Der Chronist nickte anerkennend und wandte sich an Bast. »Was kann ich tun, um euch zu helfen?«
»Mir aus dem Weg gehen«, erwiderte Bast schroff. »Und ihn auf dem Hocker halten, bis ich wiederkomme.« Er lief die Treppe hinauf.
Einen Moment lang herrschte Schweigen.
»Also«, sagte der Chronist. »Der Konjunktiv.«
»Ist bestenfalls etwas Sinnloses«, sagte Kvothe. »Er kompliziert die Sprache unnötig. Er geht mir einfach gegen den Strich.«
»Also bitte«, erwiderte der Chronist und klang ein wenig gekränkt. »Der Konjunktiv ist das Herz allen hypothetischen Denkens. Bei kundigem Gebrauch …« Er verstummte, denn Bast kam wieder in den Schankraum gestürmt, finster dreinblickend und mit einem kleinen Holzkistchen in den Händen.

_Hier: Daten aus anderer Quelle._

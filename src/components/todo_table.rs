//! Todo Table Component
//!
//! The main list view: search-filtered rows with sortable columns, author
//! avatars, tag chips, colored status chips and per-row actions for the
//! signed-in author.

use leptos::prelude::*;
use leptos::task::spawn_local;

use crate::components::DeleteButton;
use crate::context::AppContext;
use crate::controller::TodoListController;
use crate::models::{Status, TodoItem};
use crate::search::{sort_todos, SortKey, SortOrder};

fn status_class(status: Status) -> &'static str {
    match status {
        Status::Open => "status-tag geekblue",
        Status::Working => "status-tag purple",
        Status::Done => "status-tag green",
        Status::Overdue => "status-tag red",
    }
}

#[component]
pub fn TodoTable() -> impl IntoView {
    let controller =
        use_context::<TodoListController>().expect("TodoListController should be provided");
    let ctx = use_context::<AppContext>().expect("AppContext should be provided");

    let (sort, set_sort) = signal(None::<(SortKey, SortOrder)>);

    let rows = {
        let controller = controller.clone();
        Memo::new(move |_| {
            ctx.version.get();
            let mut todos = controller.visible_todos();
            if let Some((key, order)) = sort.get() {
                sort_todos(&mut todos, key, order);
            }
            todos
        })
    };
    let current_uid = {
        let controller = controller.clone();
        Memo::new(move |_| {
            ctx.version.get();
            controller.current_user().map(|u| u.uid)
        })
    };

    // Clicking a header sorts ascending, clicking it again flips direction.
    let sort_by = move |key: SortKey| {
        set_sort.update(|current| {
            *current = match *current {
                Some((k, order)) if k == key => Some((key, order.toggled())),
                _ => Some((key, SortOrder::Ascend)),
            }
        });
    };
    let sort_marker = move |key: SortKey| match sort.get() {
        Some((k, SortOrder::Ascend)) if k == key => " ▲",
        Some((k, SortOrder::Descend)) if k == key => " ▼",
        _ => "",
    };

    let total = {
        let controller = controller.clone();
        Memo::new(move |_| {
            ctx.version.get();
            controller.todos().len()
        })
    };

    view! {
        <table class="todo-table">
            <thead>
                <tr>
                    <th class="sortable" on:click=move |_| sort_by(SortKey::TimeStamp)>
                        "Timestamp created" {move || sort_marker(SortKey::TimeStamp)}
                    </th>
                    <th>"Author"</th>
                    <th class="sortable" on:click=move |_| sort_by(SortKey::Title)>
                        "Task" {move || sort_marker(SortKey::Title)}
                    </th>
                    <th class="sortable" on:click=move |_| sort_by(SortKey::Description)>
                        "Description" {move || sort_marker(SortKey::Description)}
                    </th>
                    <th class="sortable" on:click=move |_| sort_by(SortKey::DueDate)>
                        "Due Date" {move || sort_marker(SortKey::DueDate)}
                    </th>
                    <th>"Tags"</th>
                    <th>"Status"</th>
                    <th>"Actions"</th>
                </tr>
            </thead>
            <tbody>
                <For
                    each=move || rows.get()
                    key=|todo| todo.clone()
                    children=move |todo: TodoItem| {
                        let id = todo.id.clone();
                        let author = todo.author.clone();

                        let author_name = {
                            let controller = controller.clone();
                            let author = author.clone();
                            move || {
                                ctx.version.get();
                                controller.author_name(&author)
                            }
                        };
                        let author_photo = {
                            let controller = controller.clone();
                            let author = author.clone();
                            move || {
                                ctx.version.get();
                                controller.author_photo(&author)
                            }
                        };
                        let stage = {
                            let controller = controller.clone();
                            let id = id.clone();
                            Signal::derive(move || {
                                ctx.version.get();
                                controller.stage_of(&id)
                            })
                        };
                        let actions_class = {
                            let author = author.clone();
                            move || {
                                if current_uid.get().as_deref() == Some(author.as_str()) {
                                    "actions"
                                } else {
                                    "actions hidden"
                                }
                            }
                        };
                        let edit = {
                            let controller = controller.clone();
                            let id = id.clone();
                            move |_| {
                                if let Some(form) = controller.edit_form(&id) {
                                    ctx.open_edit(form);
                                }
                            }
                        };
                        let delete = Callback::new({
                            let controller = controller.clone();
                            let id = id.clone();
                            move |()| {
                                let controller = controller.clone();
                                let id = id.clone();
                                spawn_local(async move {
                                    // A failed delete silently re-arms; the
                                    // refresh repaints the button either way.
                                    let _ = controller.request_delete(&id).await;
                                    ctx.refresh();
                                });
                            }
                        });

                        let due_date = if todo.due_date.is_empty() {
                            "—".to_string()
                        } else {
                            todo.due_date.clone()
                        };

                        view! {
                            <tr>
                                <td>{todo.time_stamp.clone()}</td>
                                <td class="author-cell">
                                    <span class="avatar small" title=author_name>
                                        {move || match author_photo() {
                                            Some(url) => view! { <img class="avatar small" src=url alt="avatar" /> }
                                                .into_any(),
                                            None => view! { <span class="avatar placeholder">"👤"</span> }
                                                .into_any(),
                                        }}
                                    </span>
                                </td>
                                <td class="title-cell">{todo.title.clone()}</td>
                                <td>{todo.description.clone()}</td>
                                <td>{due_date}</td>
                                <td>
                                    {todo
                                        .tags
                                        .iter()
                                        .map(|tag| {
                                            view! { <span class="tag-chip">{tag.to_uppercase()}</span> }
                                        })
                                        .collect_view()}
                                </td>
                                <td>
                                    <span class=status_class(todo.status)>{todo.status.as_str()}</span>
                                </td>
                                <td class=actions_class>
                                    <button class="edit-btn" title="Edit" on:click=edit>
                                        "✎"
                                    </button>
                                    <DeleteButton stage=stage on_click=delete />
                                </td>
                            </tr>
                        }
                    }
                />
            </tbody>
        </table>
        <p class="item-count">
            {move || format!("{} of {} todos", rows.get().len(), total.get())}
        </p>
    }
}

»Bringt mir Wasser«, sagte Bast in gebieterischem Ton zu dem Chronisten. »Frisch aus dem Regenfass, nicht aus der Pumpe. Außerdem brauche ich Milch aus der Kühlkiste, etwas angewärmten Honig und eine breite Schüssel. Und dann räumt diesen Saustall auf und bleibt mir aus dem Weg.«
Bast säuberte die Platzwunde in Kvothes Kopfhaut, fädelte sodann ein Haar von sich selbst auf eine Knochennadel und nähte die Wunde mit vier Stichen, geschickter als eine Näherin.

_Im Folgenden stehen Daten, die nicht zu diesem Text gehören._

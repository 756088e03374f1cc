//! Todo List Controller
//!
//! Owns the in-memory collections and drives every store interaction. The
//! controller is handed its collaborators at construction and keeps all
//! shared state behind one `RefCell`; borrows are never held across an
//! await, so gateway completion handlers read-modify-write atomically with
//! respect to each other on the single-threaded event loop.

use std::cell::RefCell;
use std::collections::HashMap;
use std::rc::Rc;

use futures::future::join_all;
use log::{error, info, warn};
use send_wrapper::SendWrapper;
use serde_json::Value;

use crate::error::{AppError, AppResult, GatewayError};
use crate::form::{FormMode, TodoDraft, TodoForm};
use crate::gateway::{Document, IdentityProvider, StoreGateway, TODO_COLLECTION, USERS_COLLECTION};
use crate::models::{TodoItem, UserIdentity, UserProfile};
use crate::search;
use crate::selection::{DeleteStage, Selection};

/// Result of one bulk delete: which ids were removed and which failed and
/// went back to Armed for retry.
#[derive(Debug, Default)]
pub struct BulkDeleteOutcome {
    pub deleted: Vec<String>,
    pub failed: Vec<(String, GatewayError)>,
}

impl BulkDeleteOutcome {
    pub fn is_clean(&self) -> bool {
        self.failed.is_empty()
    }
}

#[derive(Default)]
struct AppData {
    todos: Vec<TodoItem>,
    users: HashMap<String, UserProfile>,
    search: String,
    selection: Selection,
    deleting_many: bool,
    current_user: Option<UserIdentity>,
}

/// The application controller. Cheap to clone; clones share state.
#[derive(Clone)]
pub struct TodoListController {
    // `SendWrapper` satisfies the `Send + Sync` bounds Leptos puts on
    // context values and memo closures; the app is single-threaded CSR, so
    // the wrapper's same-thread requirement always holds.
    state: SendWrapper<Rc<RefCell<AppData>>>,
    gateway: SendWrapper<Rc<dyn StoreGateway>>,
    identity: SendWrapper<Rc<dyn IdentityProvider>>,
}

impl TodoListController {
    pub fn new(gateway: Rc<dyn StoreGateway>, identity: Rc<dyn IdentityProvider>) -> Self {
        Self {
            state: SendWrapper::new(Rc::new(RefCell::new(AppData::default()))),
            gateway: SendWrapper::new(gateway),
            identity: SendWrapper::new(identity),
        }
    }

    // ========================
    // Snapshots for the view
    // ========================

    pub fn todos(&self) -> Vec<TodoItem> {
        self.state.borrow().todos.clone()
    }

    /// The search-filtered subsequence of the collection, order preserved.
    pub fn visible_todos(&self) -> Vec<TodoItem> {
        let data = self.state.borrow();
        search::visible_todos(&data.todos, &data.search, &data.users)
    }

    pub fn search(&self) -> String {
        self.state.borrow().search.clone()
    }

    pub fn set_search(&self, text: String) {
        self.state.borrow_mut().search = text;
    }

    pub fn stage_of(&self, id: &str) -> DeleteStage {
        self.state.borrow().selection.stage_of(id)
    }

    pub fn has_selection(&self) -> bool {
        !self.state.borrow().selection.is_empty()
    }

    pub fn deleting_many(&self) -> bool {
        self.state.borrow().deleting_many
    }

    pub fn current_user(&self) -> Option<UserIdentity> {
        self.state.borrow().current_user.clone()
    }

    pub fn author_name(&self, uid: &str) -> String {
        search::author_name(&self.state.borrow().users, uid).to_string()
    }

    pub fn author_photo(&self, uid: &str) -> Option<String> {
        self.state
            .borrow()
            .users
            .get(uid)
            .and_then(|u| u.photo_url.clone())
    }

    /// Tags already in use, for the dialog's suggestion list.
    pub fn known_tags(&self) -> Vec<String> {
        search::unique_tags(&self.state.borrow().todos)
    }

    /// Prefilled edit form for a todo, `None` when the id is gone.
    pub fn edit_form(&self, id: &str) -> Option<TodoForm> {
        let data = self.state.borrow();
        data.todos
            .iter()
            .find(|t| t.id == id)
            .map(TodoForm::from_item)
    }

    // ========================
    // Startup
    // ========================

    /// Restore an already-active session, if the provider has one. Never
    /// opens a popup and never touches the profile collection.
    pub async fn restore_session(&self) {
        if let Some(user) = self.identity.current_user().await {
            info!("restored session for {}", user.uid);
            self.state.borrow_mut().current_user = Some(user);
        }
    }

    /// Bulk fetch of both collections. Malformed documents are skipped with
    /// a warning instead of failing the whole load.
    pub async fn load(&self) -> AppResult<()> {
        let todo_docs = self.gateway.list_all(TODO_COLLECTION).await?;
        let user_docs = self.gateway.list_all(USERS_COLLECTION).await?;

        let mut todos = Vec::with_capacity(todo_docs.len());
        for doc in todo_docs {
            match todo_from_document(doc) {
                Ok(todo) => todos.push(todo),
                Err((id, err)) => warn!("skipping malformed todo {id}: {err}"),
            }
        }

        let mut users = HashMap::with_capacity(user_docs.len());
        for doc in user_docs {
            match serde_json::from_value::<UserProfile>(doc.fields) {
                Ok(profile) => {
                    users.insert(doc.id, profile);
                }
                Err(err) => warn!("skipping malformed profile {}: {err}", doc.id),
            }
        }

        info!("loaded {} todos, {} profiles", todos.len(), users.len());
        let mut data = self.state.borrow_mut();
        data.todos = todos;
        data.users = users;
        Ok(())
    }

    // ========================
    // Authentication
    // ========================

    /// Popup sign-in. On success the identity is set and the user's profile
    /// is upserted into the users collection and the local map.
    pub async fn authenticate(&self) -> AppResult<UserIdentity> {
        let user = match self.identity.authenticate().await {
            Ok(user) => user,
            Err(cause) => {
                error!("authentication failed: {cause}");
                return Err(AppError::Auth(cause));
            }
        };
        info!("signed in as {}", user.uid);
        self.state.borrow_mut().current_user = Some(user.clone());

        let profile = user.profile();
        let fields = to_fields(&profile)?;
        self.gateway
            .update(USERS_COLLECTION, &user.uid, &fields)
            .await?;
        self.state
            .borrow_mut()
            .users
            .insert(user.uid.clone(), profile);
        Ok(user)
    }

    // ========================
    // Deletion
    // ========================

    /// Two-phase single delete. The first call for an id only arms it and
    /// returns `Ok(false)`; the second confirms, issues the store delete and
    /// returns `Ok(true)` once the item is gone. A failed delete re-arms the
    /// entry so the user can retry. Calls while the delete is in flight are
    /// no-ops (the control is disabled, this is just the backstop).
    pub async fn request_delete(&self, id: &str) -> AppResult<bool> {
        {
            let mut data = self.state.borrow_mut();
            match data.selection.stage_of(id) {
                DeleteStage::Unselected => {
                    // Selection must never precede the item.
                    if !data.todos.iter().any(|t| t.id == id) {
                        return Err(AppError::UnknownTodo(id.to_string()));
                    }
                    data.selection.arm(id);
                    return Ok(false);
                }
                DeleteStage::Confirmed => return Ok(false),
                DeleteStage::Armed => {
                    data.selection.confirm(id);
                }
            }
        }

        match self.gateway.delete(TODO_COLLECTION, id).await {
            Ok(()) => {
                let mut data = self.state.borrow_mut();
                data.selection.remove(id);
                data.todos.retain(|t| t.id != id);
                Ok(true)
            }
            Err(err) => {
                error!("delete of todo {id} failed: {err}");
                self.state.borrow_mut().selection.rearm(id);
                Err(err.into())
            }
        }
    }

    /// Bulk delete of every Armed entry. Entries already Confirmed are in
    /// flight from an earlier request and excluded. All targets flip to
    /// Confirmed before any network activity starts, then the deletes run
    /// concurrently and are joined; at the join point succeeded ids leave
    /// the collection and selection in one update while failed ids go back
    /// to Armed for retry.
    pub async fn request_delete_many(&self) -> BulkDeleteOutcome {
        let targets = {
            let mut data = self.state.borrow_mut();
            if data.deleting_many {
                return BulkDeleteOutcome::default();
            }
            let targets = data.selection.armed_ids();
            if targets.is_empty() {
                return BulkDeleteOutcome::default();
            }
            data.deleting_many = true;
            for id in &targets {
                data.selection.confirm(id);
            }
            targets
        };

        let results = join_all(
            targets
                .iter()
                .map(|id| self.gateway.delete(TODO_COLLECTION, id)),
        )
        .await;

        let mut outcome = BulkDeleteOutcome::default();
        let mut data = self.state.borrow_mut();
        for (id, result) in targets.into_iter().zip(results) {
            match result {
                Ok(()) => {
                    data.selection.remove(&id);
                    outcome.deleted.push(id);
                }
                Err(err) => {
                    error!("bulk delete of todo {id} failed: {err}");
                    data.selection.rearm(&id);
                    outcome.failed.push((id, err));
                }
            }
        }
        data.todos.retain(|t| !outcome.deleted.contains(&t.id));
        data.deleting_many = false;
        info!(
            "bulk delete finished: {} removed, {} failed",
            outcome.deleted.len(),
            outcome.failed.len()
        );
        outcome
    }

    /// Clear the selection. Ignored while a bulk delete is running so
    /// in-flight entries are not lost track of.
    pub fn deselect_all(&self) {
        let mut data = self.state.borrow_mut();
        if data.deleting_many {
            return;
        }
        data.selection.clear();
    }

    // ========================
    // Create / update
    // ========================

    /// Submit the dialog. The dialog validates title and description before
    /// calling; the controller assumes the fields are valid. Store failure
    /// leaves the collection untouched and is reported back so the dialog
    /// can stay open with its input retained.
    pub async fn submit(&self, mode: FormMode, form: &TodoForm) -> AppResult<()> {
        let draft = TodoDraft::from_form(form);
        match mode {
            FormMode::Create => self.create_todo(draft).await,
            FormMode::Update => {
                let id = form
                    .id
                    .clone()
                    .ok_or_else(|| AppError::UnknownTodo("<missing form id>".to_string()))?;
                self.update_todo(&id, draft).await
            }
        }
    }

    async fn create_todo(&self, draft: TodoDraft) -> AppResult<()> {
        let author = self
            .current_user()
            .ok_or(AppError::NotAuthenticated)?
            .uid;

        let mut fields = to_fields(&draft)?;
        if let Value::Object(map) = &mut fields {
            map.insert("author".to_string(), Value::String(author.clone()));
        }

        let id = self.gateway.create(TODO_COLLECTION, &fields).await?;
        let todo = TodoItem {
            id,
            title: draft.title,
            description: draft.description,
            status: draft.status,
            tags: draft.tags,
            time_stamp: draft.time_stamp,
            due_date: draft.due_date,
            author,
        };

        let mut data = self.state.borrow_mut();
        // The store assigns fresh ids; replacing on collision keeps the
        // uniqueness invariant regardless.
        if data.todos.iter().any(|t| t.id == todo.id) {
            data.todos = replace_by_id(&data.todos, &todo);
        } else {
            data.todos.push(todo);
        }
        Ok(())
    }

    async fn update_todo(&self, id: &str, draft: TodoDraft) -> AppResult<()> {
        let current = self
            .state
            .borrow()
            .todos
            .iter()
            .find(|t| t.id == id)
            .cloned()
            .ok_or_else(|| AppError::UnknownTodo(id.to_string()))?;

        let fields = to_fields(&draft)?;
        self.gateway.update(TODO_COLLECTION, id, &fields).await?;

        let updated = draft.applied_to(&current);
        let mut data = self.state.borrow_mut();
        data.todos = replace_by_id(&data.todos, &updated);
        Ok(())
    }

    #[cfg(test)]
    fn with_state<R>(&self, f: impl FnOnce(&mut AppData) -> R) -> R {
        f(&mut self.state.borrow_mut())
    }
}

/// Immutable replace-by-id: a fresh vector with the matching entry swapped
/// out, everything else untouched.
fn replace_by_id(todos: &[TodoItem], updated: &TodoItem) -> Vec<TodoItem> {
    todos
        .iter()
        .map(|t| {
            if t.id == updated.id {
                updated.clone()
            } else {
                t.clone()
            }
        })
        .collect()
}

fn todo_from_document(doc: Document) -> Result<TodoItem, (String, serde_json::Error)> {
    let Document { id, mut fields } = doc;
    if let Value::Object(map) = &mut fields {
        map.insert("id".to_string(), Value::String(id.clone()));
    }
    serde_json::from_value(fields).map_err(|err| (id, err))
}

fn to_fields<T: serde::Serialize>(value: &T) -> AppResult<Value> {
    serde_json::to_value(value).map_err(|err| AppError::Internal(err.to_string()))
}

»Mund auf«, sagte Bast, spähte hinein, betastete stirnrunzelnd einen Backenzahn und nickte.
Dann hielt er Kvothe das Glas Wasser hin. »Spül dir den Mund aus, Reshi. Mach das ein paar Mal und spuck das Wasser wieder ins Glas zurück.«
Kvothe folgte der Anweisung, und anschließend war das Wasser weinrot.
Der Chronist kam mit einer Flasche Milch wieder. Bast roch kurz daran und goss dann etwas davon in eine breite Keramikschüssel. Er gab einen Klacks Honig hinein und verrührte ihn. Schließlich tunkte er eine Fingerspitze in das mit Blut getränkte Wasser und ließ einen Tropfen davon in die Keramikschüssel fallen.
Bast rührte erneut um und reichte Kvothe die Schüssel. »Nimm den ganzen Mund voll davon«, sagte er. »Nicht hinunterschlucken. Behalte es im Mund, solange ich es dir sage.«
Mit neugierigem Blick setzte Kvothe die Schüssel an und füllte sich den Mund mit Milch.
Bast nahm ebenfalls den Mund voll Milch. Er schloss einen ganzen Moment lang die Augen, und sein Gesicht wirkte aufs Höchste konzentriert. Dann schlug er die Augen wieder auf, hielt Kvothe die Schüssel unter den Mund und zeigte hinein.